Canoeing

We were taking a stroll around the harbor front, watching the sun go down over the Lake Ontario. M shouted "look there" and five eager faces turned to see a huge board bearing the words "Boats/Canoes for rentals". The next thing we knew, we were in there chatting with the guy at the reception.

"How long are you renting for?" the canoe owner asked.

"We're thinking of paddling to the island and back. That will take an hour and a half I guess," replied M.

"Wonderful. All six of you going?"

Yes. The six of us then signed a paper that claimed  the canoe owner should not be held responsible if we ended up inside a shark or something. I guess none of us read through the paper before signing it. We were too excited to get on the water.

"Any of you know swimming?"

We all looked at each other expectantly. That's when we realized we have gotten ourselves into a pretty good mess. Six non-swimmers venturing out into one of the largest lakes in the world. Sounds exciting, machi.

"We have life jackets," I pointed out the silver-lining.

"When the boat topples, life jackets will keep you afloat. How are you guys gonna swim back?" he asked, fixing his gaze on G as though to suggest that a canoe bearing an overgrown male is bound to topple.
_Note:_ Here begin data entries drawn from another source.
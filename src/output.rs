//! Output formatting and reporting.
//!
//! Results go to an explicit [`OutputSink`] value rather than a global printer:
//! - `JsonSink`: the full `BenchmarkResult` list as pretty JSON
//! - `TerminalSink`: colored summary table plus per-challenge details

use crate::types::{BenchmarkResult, RuleResult};
use anyhow::{Context, Result};
use colored::Colorize;
use serde::{Deserialize, Serialize};
use std::io::Write;
use std::path::PathBuf;

const ERROR_PREVIEW_CHARS: usize = 60;

#[derive(Debug, Clone, Copy, Default, PartialEq, Eq, Serialize, Deserialize, clap::ValueEnum)]
#[serde(rename_all = "lowercase")]
pub enum OutputFormat {
    /// JSON output for machine consumption
    Json,
    /// Human-readable terminal output
    #[default]
    Terminal,
}

/// Where formatted results end up
pub trait OutputSink {
    fn write(&self, results: &[BenchmarkResult]) -> Result<()>;
}

/// Write `text` to `path`, or stdout when there is none
fn emit(path: Option<&PathBuf>, text: &str) -> Result<()> {
    match path {
        Some(path) => {
            std::fs::write(path, text).with_context(|| format!("writing results to {}", path.display()))?;
        }
        None => {
            let mut stdout = std::io::stdout().lock();
            stdout.write_all(text.as_bytes())?;
            if !text.ends_with('\n') {
                stdout.write_all(b"\n")?;
            }
        }
    }
    Ok(())
}

/// Pretty JSON, to a file or stdout
#[derive(Debug, Clone, Default)]
pub struct JsonSink {
    pub path: Option<PathBuf>,
}

impl JsonSink {
    pub fn new(path: Option<PathBuf>) -> Self {
        Self { path }
    }
}

impl OutputSink for JsonSink {
    fn write(&self, results: &[BenchmarkResult]) -> Result<()> {
        emit(self.path.as_ref(), &format_json(results)?)
    }
}

/// Colored tables, to stdout (or plain text to a file)
#[derive(Debug, Clone, Default)]
pub struct TerminalSink {
    pub path: Option<PathBuf>,
}

impl TerminalSink {
    pub fn new(path: Option<PathBuf>) -> Self {
        Self { path }
    }
}

impl OutputSink for TerminalSink {
    fn write(&self, results: &[BenchmarkResult]) -> Result<()> {
        if self.path.is_some() {
            colored::control::set_override(false);
        }
        let text = format_terminal(results);
        if self.path.is_some() {
            colored::control::unset_override();
        }
        emit(self.path.as_ref(), &text)
    }
}

/// Sink for a format and optional output file
pub fn sink_for(format: OutputFormat, path: Option<PathBuf>) -> Box<dyn OutputSink> {
    match format {
        OutputFormat::Json => Box::new(JsonSink::new(path)),
        OutputFormat::Terminal => Box::new(TerminalSink::new(path)),
    }
}

/// Format benchmark results as JSON
pub fn format_json(results: &[BenchmarkResult]) -> Result<String> {
    Ok(serde_json::to_string_pretty(results)?)
}

/// Format a single rule result as JSON
pub fn format_rule_result_json(result: &RuleResult) -> Result<String> {
    Ok(serde_json::to_string_pretty(result)?)
}

fn truncate(text: &str, max: usize) -> String {
    let first_line = text.lines().next().unwrap_or_default();
    if first_line.chars().count() > max || first_line.len() < text.len() {
        format!("{}...", first_line.chars().take(max).collect::<String>())
    } else {
        first_line.to_string()
    }
}

/// Format benchmark results for a terminal
pub fn format_terminal(results: &[BenchmarkResult]) -> String {
    let mut output = String::new();
    if results.is_empty() {
        output.push_str(&format!("{}\n", "No results to display".yellow()));
        return output;
    }

    output.push_str(&format!("\n{}\n", "Benchmark Summary".bright_white().bold()));
    output.push_str(&format!(
        "{:<28} {:>7} {:>7} {:>7} {:>10}\n",
        "Model", "Total", "Valid", "Score", "Time (s)"
    ));
    for result in results {
        output.push_str(&format!(
            "{} {:>7} {} {:>7.2} {:>10.1}\n",
            format!("{:<28}", result.model).cyan(),
            result.total_challenges,
            format!("{:>7}", result.successful_challenges).green(),
            result.average_score,
            result.total_time_ms / 1000.0
        ));
    }

    for result in results {
        output.push_str(&format_model_details(result));
    }
    output
}

fn format_model_details(result: &BenchmarkResult) -> String {
    let mut output = String::new();
    output.push_str(&format!(
        "\n{}\n",
        format!("Detailed Results for {}", result.model).cyan().bold()
    ));
    output.push_str(&format!(
        "{:<32} {:^5} {:>6} {:>12}  {}\n",
        "Challenge ID", "Valid", "Score", "Latency (ms)", "Error"
    ));

    for r in &result.results {
        let valid = if r.valid_syntax { "✅" } else { "❌" };
        let error = r.error.as_deref().map(|e| truncate(e, ERROR_PREVIEW_CHARS)).unwrap_or_default();
        output.push_str(&format!(
            "{} {:^5} {:>6.2} {:>12.1}  {}\n",
            format!("{:<32}", r.challenge_id).dimmed(),
            valid,
            r.score,
            r.latency_ms,
            error.red()
        ));
    }

    let success_rate = if result.total_challenges > 0 {
        format!(
            "{:.1}%",
            result.successful_challenges as f64 / result.total_challenges as f64 * 100.0
        )
    } else {
        "N/A".to_string()
    };
    output.push_str(&format!("  Total Challenges: {}\n", result.total_challenges));
    output.push_str(&format!("  {}\n", format!("Successful: {}", result.successful_challenges).green()));
    output.push_str(&format!("  {}\n", format!("Success Rate: {}", success_rate).blue()));
    output.push_str(&format!("  {}\n", format!("Average Score: {:.2}", result.average_score).yellow()));
    output.push_str(&format!(
        "  {}\n",
        format!("Total Time: {:.1}s", result.total_time_ms / 1000.0).magenta()
    ));
    output
}
//! Rule compiler/engine boundary.
//!
//! The benchmark only needs two capabilities from a rule engine: compile a
//! source string (telling syntax errors apart from other compile failures)
//! and report whether compiled rules match a byte buffer. `YaraXEngine` backs
//! both with YARA-X.

use std::fmt;
use thiserror::Error;
use tracing::trace;

/// Failure modes of the rule engine
#[derive(Debug, Clone, PartialEq, Eq, Error)]
pub enum EngineError {
    /// The source is not valid rule-language syntax
    #[error("{0}")]
    Syntax(String),

    /// The source parsed but could not be compiled (unknown module, type error, ...)
    #[error("{0}")]
    Compile(String),

    /// Compiled rules failed while scanning data
    #[error("{0}")]
    Scan(String),
}

/// Rules compiled by a `RuleEngine`, ready to run against data
pub trait CompiledRules {
    /// Returns true if at least one rule matches `data`
    fn is_match(&self, data: &[u8]) -> Result<bool, EngineError>;
}

/// A rule compiler. Compiled rules are never shared across evaluations.
pub trait RuleEngine: Send + Sync {
    fn name(&self) -> &str;

    fn compile(&self, source: &str) -> Result<Box<dyn CompiledRules>, EngineError>;
}

/// YARA-X engine
#[derive(Debug, Default, Clone, Copy)]
pub struct YaraXEngine;

impl YaraXEngine {
    pub fn new() -> Self {
        Self
    }
}

struct YaraXRules {
    rules: yara_x::Rules,
}

impl fmt::Debug for YaraXRules {
    fn fmt(&self, f: &mut fmt::Formatter<'_>) -> fmt::Result {
        f.debug_struct("YaraXRules").finish_non_exhaustive()
    }
}

impl CompiledRules for YaraXRules {
    fn is_match(&self, data: &[u8]) -> Result<bool, EngineError> {
        let mut scanner = yara_x::Scanner::new(&self.rules);
        let results = scanner
            .scan(data)
            .map_err(|e| EngineError::Scan(e.to_string()))?;
        let matched = results.matching_rules().next().is_some();
        trace!("scanned {} bytes, matched={}", data.len(), matched);
        Ok(matched)
    }
}

/// YARA-X reports syntax errors with this label
fn is_syntax_error(message: &str) -> bool {
    message.to_lowercase().contains("syntax error")
}

impl RuleEngine for YaraXEngine {
    fn name(&self) -> &str {
        "yara-x"
    }

    fn compile(&self, source: &str) -> Result<Box<dyn CompiledRules>, EngineError> {
        let mut compiler = yara_x::Compiler::new();
        compiler.new_namespace("benchmark");
        if let Err(e) = compiler.add_source(source.as_bytes()) {
            let message = e.to_string();
            return Err(if is_syntax_error(&message) {
                EngineError::Syntax(message)
            } else {
                EngineError::Compile(message)
            });
        }
        Ok(Box::new(YaraXRules { rules: compiler.build() }))
    }
}
use anyhow::{Context, Result};
use clap::Parser;
use serde_json::json;
use std::fs;
use std::path::Path;
use std::sync::Arc;
use tracing::debug;
use tracing_subscriber::EnvFilter;

use yarabench::challenges::{ChallengeSource, StaticChallenges};
use yarabench::cli::{self, Command};
use yarabench::output::{self, OutputFormat};
use yarabench::{extract_rules, BenchConfig, Benchmark, Pipeline, YaraXEngine};

fn main() -> Result<()> {
    let args = cli::Args::parse();

    // Use RUST_LOG env var if set, otherwise use verbose flag
    // Examples: RUST_LOG=debug, RUST_LOG=yarabench::extractor=trace
    let env_filter = if std::env::var("RUST_LOG").is_ok() {
        EnvFilter::from_default_env()
    } else if args.verbose {
        EnvFilter::new("yarabench=debug")
    } else {
        EnvFilter::new("yarabench=info")
    };

    tracing_subscriber::fmt()
        .with_env_filter(env_filter)
        .with_target(true)
        .with_thread_ids(false)
        .with_line_number(true)
        .with_writer(std::io::stderr)
        .init();

    debug!("Logging initialized (verbose={})", args.verbose);

    let format = args.format();
    let result = match &args.command {
        Command::Run { config, data_dir } => {
            return run_benchmark(config, data_dir.as_deref(), &args);
        }
        Command::Extract { response } => extract(response, format)?,
        Command::Score {
            challenge,
            response,
            model,
        } => score(challenge, response, model, format)?,
        Command::Check { data_dir } => check(data_dir, format)?,
    };

    // Status goes to stderr, results to stdout or the output file
    if let Some(output_path) = &args.output {
        fs::write(output_path, &result)
            .with_context(|| format!("Failed to write output to {}", output_path.display()))?;
        eprintln!("Results written to: {}", output_path.display());
    } else {
        print!("{}", result);
    }

    Ok(())
}

fn run_benchmark(config_path: &Path, data_dir: Option<&Path>, args: &cli::Args) -> Result<()> {
    let mut config = BenchConfig::load(config_path)
        .with_context(|| format!("Failed to load config {}", config_path.display()))?;
    if let Some(format) = args.format {
        config.output_format = format;
    }
    if let Some(output) = &args.output {
        config.output_file = Some(output.clone());
    }
    if let Some(data_dir) = data_dir {
        config.data_dir = data_dir.to_path_buf();
    }

    eprintln!("yarabench v{}", env!("CARGO_PKG_VERSION"));
    let sink = output::sink_for(config.output_format, config.output_file.clone());
    let benchmark = Benchmark::new(config, Arc::new(YaraXEngine::new()));
    let results = benchmark.run().context("Benchmark run failed")?;
    sink.write(&results)?;

    if let Some(path) = &benchmark.config().output_file {
        eprintln!("Results written to: {}", path.display());
    }
    Ok(())
}

fn read_text(path: &Path) -> Result<String> {
    fs::read_to_string(path).with_context(|| format!("Failed to read {}", path.display()))
}

fn extract(response_path: &Path, format: OutputFormat) -> Result<String> {
    let rules = extract_rules(&read_text(response_path)?);
    debug!("extracted {} rules from {}", rules.len(), response_path.display());

    match format {
        OutputFormat::Json => Ok(format!("{}\n", serde_json::to_string_pretty(&rules)?)),
        OutputFormat::Terminal if rules.is_empty() => Ok("No YARA rules found\n".to_string()),
        OutputFormat::Terminal => Ok(format!("{}\n", rules.join("\n\n"))),
    }
}

fn score(challenge_path: &Path, response_path: &Path, model: &str, format: OutputFormat) -> Result<String> {
    let challenge = yarabench::challenges::load_challenge_file(challenge_path)?;
    let response = read_text(response_path)?;
    let pipeline = Pipeline::new(Arc::new(YaraXEngine::new()), None);
    let result = pipeline.score_response(&challenge, model, response, 0.0);

    match format {
        OutputFormat::Json => Ok(format!("{}\n", output::format_rule_result_json(&result)?)),
        OutputFormat::Terminal => {
            let mut text = format!(
                "Challenge: {}\nValid syntax: {}\nScore: {:.3}\n",
                result.challenge_id, result.valid_syntax, result.score
            );
            for (file, matched) in &result.execution_results {
                text.push_str(&format!("  {}: matched={}\n", file, matched));
            }
            if let Some(error) = &result.error {
                text.push_str(&format!("Error: {}\n", error));
            }
            Ok(text)
        }
    }
}

fn check(data_dir: &Path, format: OutputFormat) -> Result<String> {
    let source = StaticChallenges::new(data_dir);
    let report = source
        .validate()
        .with_context(|| format!("Failed to check {}", source.dir().display()))?;

    let text = match format {
        OutputFormat::Json => {
            let invalid: Vec<_> = report
                .invalid
                .iter()
                .map(|(path, reason)| json!({ "file": path.display().to_string(), "error": reason }))
                .collect();
            format!(
                "{}\n",
                serde_json::to_string_pretty(&json!({
                    "level": source.level(),
                    "valid": report.valid,
                    "invalid": invalid,
                }))?
            )
        }
        OutputFormat::Terminal => {
            let mut text = format!("{}: {} valid challenges\n", source.name(), report.valid);
            for (path, reason) in &report.invalid {
                text.push_str(&format!("  invalid {}: {}\n", path.display(), reason));
            }
            text
        }
    };

    if !report.is_usable() {
        eprint!("{}", text);
        anyhow::bail!("No valid challenges in {}", source.dir().display());
    }
    Ok(text)
}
G looked offended.

 "Surely help would be on the way?" 

"The Island is quite far and usually deserted. A perfect setting for a murder I would imagine," he chuckled.

The last thing on our minds was to paddle our way to our graves. Sure, the lake looked beguiling and all that, but I want to live to see India winning a gold medal in hockey, thank you very much. But the sly dog that he is, he breathed not a word about the potential life-ending risks involved until we paid him. And there would be no refund. Yeah, right, that's company policy. Periya Kekaran Mekaran company! I so wanted to take him along and murder him in the setting he was so bragging about. Too many wily schmucks in the world and not enough tigers to eat them.
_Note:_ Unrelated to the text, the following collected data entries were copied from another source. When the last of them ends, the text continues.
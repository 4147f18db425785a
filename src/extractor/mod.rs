//! Recover YARA rules from free-form LLM responses.
//!
//! Extraction runs in two phases per candidate span: a manual brace-depth
//! scanner first (see [`scan`]), then a short list of increasingly permissive
//! regex patterns when the scanner produced nothing usable. Every candidate is
//! cleaned (see [`clean`]), checked for a plausible rule shape and deduplicated.
//! Results keep first-found order.

mod clean;
mod scan;

pub use clean::clean_rule;

use regex::Regex;
use std::collections::{BTreeSet, HashMap, HashSet};
use std::sync::LazyLock;
use tracing::{debug, trace};

/// Phrases a model uses when it decides no rule should be written
pub const NO_RULE_INDICATORS: &[&str] = &[
    "not actionable",
    "cannot be detected",
    "no yara rule",
    "not possible",
    "cannot create",
    "not suitable",
    "beyond yara",
    "beyond the capabilities",
];

/// Fenced code blocks, including common mislabelings
static CODE_BLOCK_PATTERNS: LazyLock<Vec<Regex>> = LazyLock::new(|| {
    [
        r"(?is)```yara\s*\n(.*?)```",
        r"(?is)```yar\s*\n(.*?)```",
        r"(?is)```\s*\n(.*?)```",
        r"(?is)```yaml\s*\n(.*?)```",
        r"(?is)```rule\s*\n(.*?)```",
    ]
    .iter()
    .map(|p| Regex::new(p).expect("static regex"))
    .collect()
});

/// Regex fallbacks, most specific first
static FALLBACK_PATTERNS: LazyLock<Vec<Regex>> = LazyLock::new(|| {
    [
        // balanced body with one level of nesting
        r"(?is)rule\s+\w+(?:\s*:[\w \t]*)?\s*\{(?:[^{}]*\{[^{}]*\})*[^{}]*\}",
        // any of the section markers
        r"(?ism)rule\s+\w+(?:\s*:[\w \t]*)?\s*\{.*?(?:meta:|strings:|condition:).*?\}\s*$",
        // anything with a condition
        r"(?ism)rule\s+\w+[^{]*\{.*?condition:.*?\}\s*$",
    ]
    .iter()
    .map(|p| Regex::new(p).expect("static regex"))
    .collect()
});

/// Minimum shape of a usable rule: `rule <name> [: tags] { ... condition: ... }`
static VALID_RULE_STRUCTURE: LazyLock<Regex> = LazyLock::new(|| {
    Regex::new(
        r#"(?is)(?:(?:import\s+"[^"]+"\s*\n)*\s*)?rule\s+\w+(?:\s*:[\w \t]*)?\s*\{.*?condition:\s*.*?\}"#,
    )
    .expect("static regex")
});

static WHITESPACE_RUN: LazyLock<Regex> =
    LazyLock::new(|| Regex::new(r"\s+").expect("static regex"));

/// Returns true if the response says the task should not be answered with a rule
pub fn indicates_no_rule(response: &str) -> bool {
    let lower = response.to_lowercase();
    NO_RULE_INDICATORS.iter().any(|indicator| lower.contains(indicator))
}

/// Returns true if `text` has the minimum shape of a rule
pub fn is_valid_rule_structure(text: &str) -> bool {
    !text.trim().is_empty() && VALID_RULE_STRUCTURE.is_match(text)
}

/// Extract every distinct rule from an LLM response, in the order found.
///
/// Returns an empty list for abstentions and for responses without a
/// recoverable rule. Never fails.
pub fn extract_rules(response: &str) -> Vec<String> {
    if response.trim().is_empty() {
        return Vec::new();
    }
    if indicates_no_rule(response) {
        debug!("response indicates no rule is needed");
        return Vec::new();
    }

    let mut candidates = Vec::new();
    for block in fenced_blocks(response) {
        candidates.extend(extract_from_text(block));
    }
    if candidates.is_empty() {
        candidates = extract_from_text(response);
    }
    trace!("{} raw candidates", candidates.len());

    dedup_rules(candidates.iter().map(|c| clean_rule(c)))
}

/// Extract the first rule from a response, if any
pub fn extract_single_rule(response: &str) -> Option<String> {
    extract_rules(response).into_iter().next()
}

/// Contents of every fenced code block, in source order
fn fenced_blocks(response: &str) -> Vec<&str> {
    let mut blocks: Vec<(usize, &str)> = Vec::new();
    for pattern in CODE_BLOCK_PATTERNS.iter() {
        for caps in pattern.captures_iter(response) {
            if let Some(block) = caps.get(1) {
                if !blocks.iter().any(|&(start, _)| start == block.start()) {
                    blocks.push((block.start(), block.as_str()));
                }
            }
        }
    }
    blocks.sort_by_key(|&(start, _)| start);
    blocks.into_iter().map(|(_, block)| block).collect()
}

/// Plain-text extraction over unfenced text (or the inside of one fence)
fn extract_from_text(text: &str) -> Vec<String> {
    let keywords = scan::keyword_positions(text);
    let declarations = scan::declaration_positions(text);
    let mut rules = Vec::new();

    for &start in &keywords {
        let span_end = declarations
            .iter()
            .copied()
            .find(|&d| d > start)
            .unwrap_or(text.len());

        if let Some(rule) = scan::extract_rule_at(text, start, span_end) {
            if is_valid_rule_structure(&rule) {
                rules.push(rule);
                continue;
            }
        }

        if let Some(rule) = fallback_extract(text, start, span_end) {
            debug!("regex fallback recovered a rule at offset {}", start);
            rules.push(rule);
        }
    }

    rules
}

/// Try the regex fallbacks on one span; the first pattern that yields a
/// structurally valid rule wins.
fn fallback_extract(text: &str, start: usize, end: usize) -> Option<String> {
    let span = &text[start..end];
    for pattern in FALLBACK_PATTERNS.iter() {
        if let Some(m) = pattern.find(span) {
            if is_valid_rule_structure(m.as_str()) {
                let prefix_start = scan::import_prefix_start(text, start + m.start());
                return Some(text[prefix_start..start + m.end()].to_string());
            }
        }
    }
    None
}

/// The first balanced `rule <name> { ... }` of a cleaned rule, import lines
/// excluded, whitespace-collapsed. Used to spot the same rule with or without
/// imports.
fn rule_body(rule: &str) -> String {
    let body = scan::keyword_positions(rule)
        .first()
        .and_then(|&pos| scan::balanced_block_end(rule, pos).map(|end| &rule[pos..end]))
        .unwrap_or(rule);
    normalize_whitespace(body)
}

fn normalize_whitespace(text: &str) -> String {
    WHITESPACE_RUN.replace_all(text.trim(), " ").into_owned()
}

fn import_lines(rule: &str) -> BTreeSet<String> {
    rule.lines()
        .filter(|line| scan::is_import_line(line))
        .map(|line| line.trim().to_string())
        .collect()
}

/// Drop invalid and repeated rules. A rule whose body was already seen is
/// kept only if it carries an import no earlier copy had.
fn dedup_rules(cleaned: impl Iterator<Item = String>) -> Vec<String> {
    let mut seen_normalized: HashSet<String> = HashSet::new();
    let mut seen_imports: HashMap<String, BTreeSet<String>> = HashMap::new();
    let mut rules = Vec::new();

    for rule in cleaned {
        if rule.is_empty() || !is_valid_rule_structure(&rule) {
            continue;
        }

        let imports = import_lines(&rule);
        let body = rule_body(&rule);
        match seen_imports.get_mut(&body) {
            Some(earlier) if imports.is_subset(earlier) => {
                trace!("skipping duplicate rule body");
                continue;
            }
            Some(earlier) => earlier.extend(imports),
            None => {
                seen_imports.insert(body, imports);
            }
        }

        if seen_normalized.insert(normalize_whitespace(&rule)) {
            rules.push(rule);
        }
    }

    rules
}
And then he revealed to us the only way out of the soup: he'd would send along with us one of his men, an expert lifeguard and also a skillful canoer. Steering the canoe is a skill that's apparently beyond novices so he'd steer it for us while we paddled away. A perfect solution. Only, it came at the cost of few more freshly minted papers. The guy knows the Achilles heel of his customers - the fear of death.

That's how we paid for the service we scarcely required. Once or twice we were scared out of our wits when our canoe rocked precariously in the wake of passing motorboats. But otherwise we were in control. We even decided on the color of our outfit when we participate in the next Olympics in canoeing. I told you, we are all geniuses. :-D  It was a great ride but the greatest ride was had by Mr. Expert-canoer-cum-lifeguard. He settled himself near the nose of the canoe and barely moved till the end. He was just a happy passenger who was being shown around the lake by six sweating, grunting, panting, paddling nincompoops.